═══ Data supplied

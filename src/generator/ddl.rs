//! Table, index, constraint, sequence and trigger scripts.
//!
//! Every function here is pure: it takes model facts plus already-resolved
//! names and counters and returns finished [`Artifact`]s.

use super::format::{escape_literal, file_prefix, spacing, suffix, TAB};
use crate::artifact::{Artifact, Category};
use crate::model::{Column, LobOptions, SequencePolicy, Table};

/// Key class of an index and its backing constraint
#[derive(Debug, Clone, Copy, PartialEq, Eq)]
pub enum KeyKind {
    Primary,
    Unique,
    Plain,
}

impl KeyKind {
    pub fn code(&self) -> &'static str {
        match self {
            KeyKind::Primary => "PK",
            KeyKind::Unique => "UI",
            KeyKind::Plain => "NI",
        }
    }

    fn create_clause(&self) -> &'static str {
        match self {
            KeyKind::Primary | KeyKind::Unique => "CREATE UNIQUE INDEX",
            KeyKind::Plain => "CREATE INDEX",
        }
    }
}

/// `{T}_{PK|UI|NI}{n}` or, for compound indexes, `{T}_COMPOUND_{PK|UI|NI}{n}`.
pub fn index_name(table: &str, kind: KeyKind, counter: u32, compound: bool) -> String {
    let infix = if compound { "_COMPOUND" } else { "" };
    format!("{}{}_{}{}", table, infix, kind.code(), suffix(counter))
}

pub fn fk_name(table: &str, field: &str, counter: u32) -> String {
    format!("{}_{}_FK{}", table, field, suffix(counter))
}

pub fn check_name(table: &str, field: &str, counter: u32) -> String {
    format!("{}_{}_CK{}", table, field, suffix(counter))
}

pub fn sequence_name(table: &str, field: &str) -> String {
    format!("{}_{}_SEQ", table, field)
}

pub fn sequence_trigger_name(table: &str, field: &str) -> String {
    format!("{}_{}_TRG", table, field)
}

pub fn audit_trigger_name(table: &str) -> String {
    format!("{}_BIU", table)
}

/// `CREATE TABLE` script with aligned column definitions and LOB storage blocks.
pub fn table_script(table: &Table, columns: &[&Column], min_spacing: usize) -> Artifact {
    log::info!("Prepping {} script", table.name);

    let mut lobs = String::new();
    let mut lines: Vec<String> = Vec::with_capacity(columns.len());
    for col in columns {
        if let Some(lob) = &col.lob {
            lobs.push_str(&lob_subscript(&col.name, &table.tablespace, lob));
            lobs.push('\n');
        }
        let type_string = col.type_string();
        let options = col.options_string();
        let mut line = format!(
            "{}{}{}{}",
            TAB,
            col.name,
            spacing(&col.name, min_spacing),
            type_string
        );
        if !options.is_empty() {
            line.push_str(&spacing(&type_string, min_spacing));
            line.push_str(&options);
        }
        lines.push(line);
    }
    let columns_formatted = lines.join(",\n");
    log::debug!("{}", columns_formatted);

    let content = format!(
        "prompt --Adding {schema}.{table} table\n\n\
         CREATE TABLE {schema}.{table}\n\
         (\n\
         {columns}\n\
         )\n\
         {lobs}\
         TABLESPACE {tablespace};\n\
         /\n",
        schema = table.schema,
        table = table.name,
        columns = columns_formatted,
        lobs = lobs,
        tablespace = table.tablespace,
    );
    Artifact::new(
        Category::Tables,
        format!("{}_{}.sql", file_prefix(table.table_number), table.name),
        content,
    )
}

/// `LOB (...) STORE AS SECUREFILE` block for one CLOB/BLOB column.
pub fn lob_subscript(column: &str, tablespace: &str, options: &LobOptions) -> String {
    let dedup = if options.deduplicate {
        "DEDUPLICATE"
    } else {
        "KEEP_DUPLICATES"
    };
    let compress = match options.compression.level() {
        Some(level) => format!("COMPRESS{}{}", TAB, level),
        None => "NOCOMPRESS".to_string(),
    };
    let cache = if options.cache { "CACHE" } else { "NOCACHE" };
    let logging = if options.logging { "LOGGING" } else { "NOLOGGING" };

    format!(
        "LOB ({column}) STORE AS SECUREFILE (\n\
         {t}TABLESPACE {tablespace}\n\
         {t}ENABLE{t}STORAGE IN ROW\n\
         {t}CHUNK{t}8192\n\
         {t}RETENTION\n\
         {t}{dedup}\n\
         {t}{compress}\n\
         {t}{cache}\n\
         {t}{logging}\n\
         )",
        t = TAB,
    )
}

/// Index script plus its PRIMARY KEY or UNIQUE constraint, if any.
///
/// `fields` keeps the member order of a compound index.
pub fn index_artifacts(
    table: &Table,
    fields: &[String],
    kind: KeyKind,
    counter: u32,
    compound: bool,
) -> Vec<Artifact> {
    let name = index_name(&table.name, kind, counter, compound);
    let field_list = fields.join(", ");
    log::info!("Prepping {} index script", name);

    let index = format!(
        "prompt --Adding {schema}.{name} index for {fields}\n\n\
         {create} {schema}.{name} ON {schema}.{table}\n\
         ({fields})\n\
         TABLESPACE {tablespace};\n\
         /\n\n",
        schema = table.schema,
        name = name,
        fields = field_list,
        create = kind.create_clause(),
        table = table.name,
        tablespace = table.tablespace,
    );
    let prefix = file_prefix(table.table_number);
    let mut out = vec![Artifact::new(
        Category::Indexes,
        format!("{}_{}.sql", prefix, name),
        index,
    )];

    match kind {
        KeyKind::Primary => {
            let constraint = format!(
                "prompt --Adding {schema}.{name} constraint for {fields}\n\n\
                 ALTER TABLE {schema}.{table} ADD (\n\
                 {t}CONSTRAINT {name}\n\
                 {t}PRIMARY KEY\n\
                 {t}({fields})\n\
                 {t}USING INDEX {schema}.{name}\n\
                 );\n\
                 /\n\n",
                schema = table.schema,
                name = name,
                fields = field_list,
                table = table.name,
                t = TAB,
            );
            out.push(Artifact::new(
                Category::Constraints,
                format!("{}_1_{}.sql", prefix, name),
                constraint,
            ));
        }
        KeyKind::Unique => {
            let constraint = format!(
                "prompt --Adding {name} unique constraint\n\n\
                 ALTER TABLE {schema}.{table} ADD (\n\
                 {t}CONSTRAINT {name}\n\
                 {t}UNIQUE\n\
                 {t}({fields})\n\
                 );\n\
                 /\n\n",
                schema = table.schema,
                name = name,
                fields = field_list,
                table = table.name,
                t = TAB,
            );
            out.push(Artifact::new(
                Category::Constraints,
                format!("{}_2_{}.sql", prefix, name),
                constraint,
            ));
        }
        KeyKind::Plain => {}
    }
    out
}

/// Foreign key from `column` to its target, as a REF_CONSTRAINTS script.
///
/// The target table is taken to live in the same schema unless it is qualified.
pub fn fk_constraint(table: &Table, column: &Column, counter: u32) -> Option<Artifact> {
    let fk = column.foreign_key.as_ref()?;
    let name = fk_name(&table.name, &column.name, counter);
    let target = if fk.table.contains('.') {
        fk.table.clone()
    } else {
        format!("{}.{}", table.schema, fk.table)
    };
    log::info!("Prepping {} FK constraint script", name);

    let content = format!(
        "prompt --Adding {schema}.{name} constraint for {source_field}\n\n\
         ALTER TABLE {schema}.{table} ADD (\n\
         {t}CONSTRAINT {name}\n\
         {t}FOREIGN KEY ({field})\n\
         {t}REFERENCES {target} ({source_field})\n\
         );\n\
         /\n\n",
        schema = table.schema,
        name = name,
        source_field = fk.field,
        table = table.name,
        field = column.name,
        target = target,
        t = TAB,
    );
    Some(Artifact::new(
        Category::RefConstraints,
        format!("{}_3_{}.sql", file_prefix(table.table_number), name),
        content,
    ))
}

/// Simple column check constraint, e.g. `CHECK (STATUS IN ('A','B'))`.
pub fn check_constraint(table: &Table, column: &Column, counter: u32) -> Option<Artifact> {
    let condition = column.check.as_ref()?;
    let name = check_name(&table.name, &column.name, counter);
    log::info!("Prepping {} check constraint script", name);

    let content = format!(
        "prompt --Adding {schema}.{name} check constraint for {field}\n\n\
         ALTER TABLE {schema}.{table} ADD (\n\
         {t}CONSTRAINT {name}\n\
         {t}CHECK ({field} {condition})\n\
         );\n\
         /\n\n",
        schema = table.schema,
        name = name,
        field = column.name,
        table = table.name,
        condition = condition,
        t = TAB,
    );
    Some(Artifact::new(
        Category::Constraints,
        format!("{}_4_{}.sql", file_prefix(table.table_number), name),
        content,
    ))
}

/// Sequence script and, when requested, the trigger that fills the column from it.
///
/// A reused sequence gets no `CREATE SEQUENCE`; only its trigger is rendered.
pub fn sequence_artifacts(table: &Table, column: &Column) -> Vec<Artifact> {
    let mut out = Vec::new();
    let sequence = match &column.sequence {
        SequencePolicy::None => return out,
        SequencePolicy::Start(start) => {
            let name = sequence_name(&table.name, &column.name);
            log::info!("Prepping {} sequence script", name);
            let content = format!(
                "prompt --Adding {schema}.{name} Sequence for {field}\n\n\
                 CREATE SEQUENCE {schema}.{name}\n\
                 {t}START WITH {start}\n\
                 {t}MINVALUE 1\n\
                 {t}NOMAXVALUE\n\
                 {t}CACHE 20\n\
                 {t}NOORDER\n\
                 ;\n\
                 /\n\n",
                schema = table.schema,
                name = name,
                field = column.name,
                start = start,
                t = TAB,
            );
            out.push(Artifact::new(
                Category::Sequences,
                format!("{}_{}.sql", file_prefix(table.table_number), name),
                content,
            ));
            format!("{}.{}", table.schema, name)
        }
        SequencePolicy::Reuse(existing) => {
            log::debug!(
                "{}.{} reuses sequence {}",
                table.name,
                column.name,
                existing
            );
            if existing.contains('.') {
                existing.clone()
            } else {
                format!("{}.{}", table.schema, existing)
            }
        }
    };

    if column.triggered {
        out.push(sequence_trigger(table, &column.name, &sequence));
    }
    out
}

fn sequence_trigger(table: &Table, field: &str, sequence: &str) -> Artifact {
    let name = sequence_trigger_name(&table.name, field);
    log::info!("Prepping {} trigger script", name);
    let content = format!(
        "prompt --Adding {schema}.{name} Trigger for {field}\n\n\
         CREATE OR REPLACE TRIGGER {schema}.{name}\n\
         {t}BEFORE INSERT\n\
         {t}ON {schema}.{table} REFERENCING NEW AS NEW OLD AS OLD\n\
         {t}FOR EACH ROW\n\
         {t}WHEN (new.{field} IS NULL)\n\
         {t}BEGIN\n\
         {t}:new.{field} := {sequence}.nextval;\n\
         {t}END {name};\n\
         /\n\n\
         show errors trigger {schema}.{name}\n",
        schema = table.schema,
        name = name,
        field = field,
        table = table.name,
        sequence = sequence,
        t = TAB,
    );
    Artifact::new(
        Category::Triggers,
        format!("{}_{}.sql", file_prefix(table.table_number), name),
        content,
    )
}

/// BEFORE INSERT OR UPDATE trigger stamping U_DATE and U_NAME.
pub fn audit_trigger(table: &Table) -> Artifact {
    let name = audit_trigger_name(&table.name);
    log::info!("Prepping {} trigger script", name);
    let content = format!(
        "prompt --Adding {schema}.{name} Trigger for audit\n\n\
         CREATE OR REPLACE TRIGGER {schema}.{name}\n\
         {t}BEFORE INSERT OR UPDATE\n\
         {t}ON {schema}.{table} REFERENCING NEW AS NEW OLD AS OLD\n\
         {t}FOR EACH ROW\n\
         {t}BEGIN\n\
         {t}:new.U_DATE := SYSDATE;\n\
         {t}:new.U_NAME := USER;\n\
         {t}END {name};\n\
         /\n\n\
         show errors trigger {schema}.{name}\n",
        schema = table.schema,
        name = name,
        table = table.name,
        t = TAB,
    );
    Artifact::new(
        Category::Triggers,
        format!("{}_{}.sql", file_prefix(table.table_number), name),
        content,
    )
}

/// Pending `COMMENT ON TABLE` line; table comments start on a new line.
pub fn table_comment(table: &Table, comment: &str) -> String {
    format!(
        "\nCOMMENT ON TABLE {}.{} IS '{}';\n",
        table.schema,
        table.name,
        escape_literal(comment)
    )
}

pub fn column_comment(table: &Table, field: &str, comment: &str) -> String {
    format!(
        "COMMENT ON COLUMN {}.{}.{} IS '{}';\n",
        table.schema,
        table.name,
        field,
        escape_literal(comment)
    )
}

══════

### Work request:
Scan the entries for lines holding the string "contains", then copy every one of them.

### Output of the exercise:
    let target = if fk.table.contains('.') {
            if existing.contains('.') {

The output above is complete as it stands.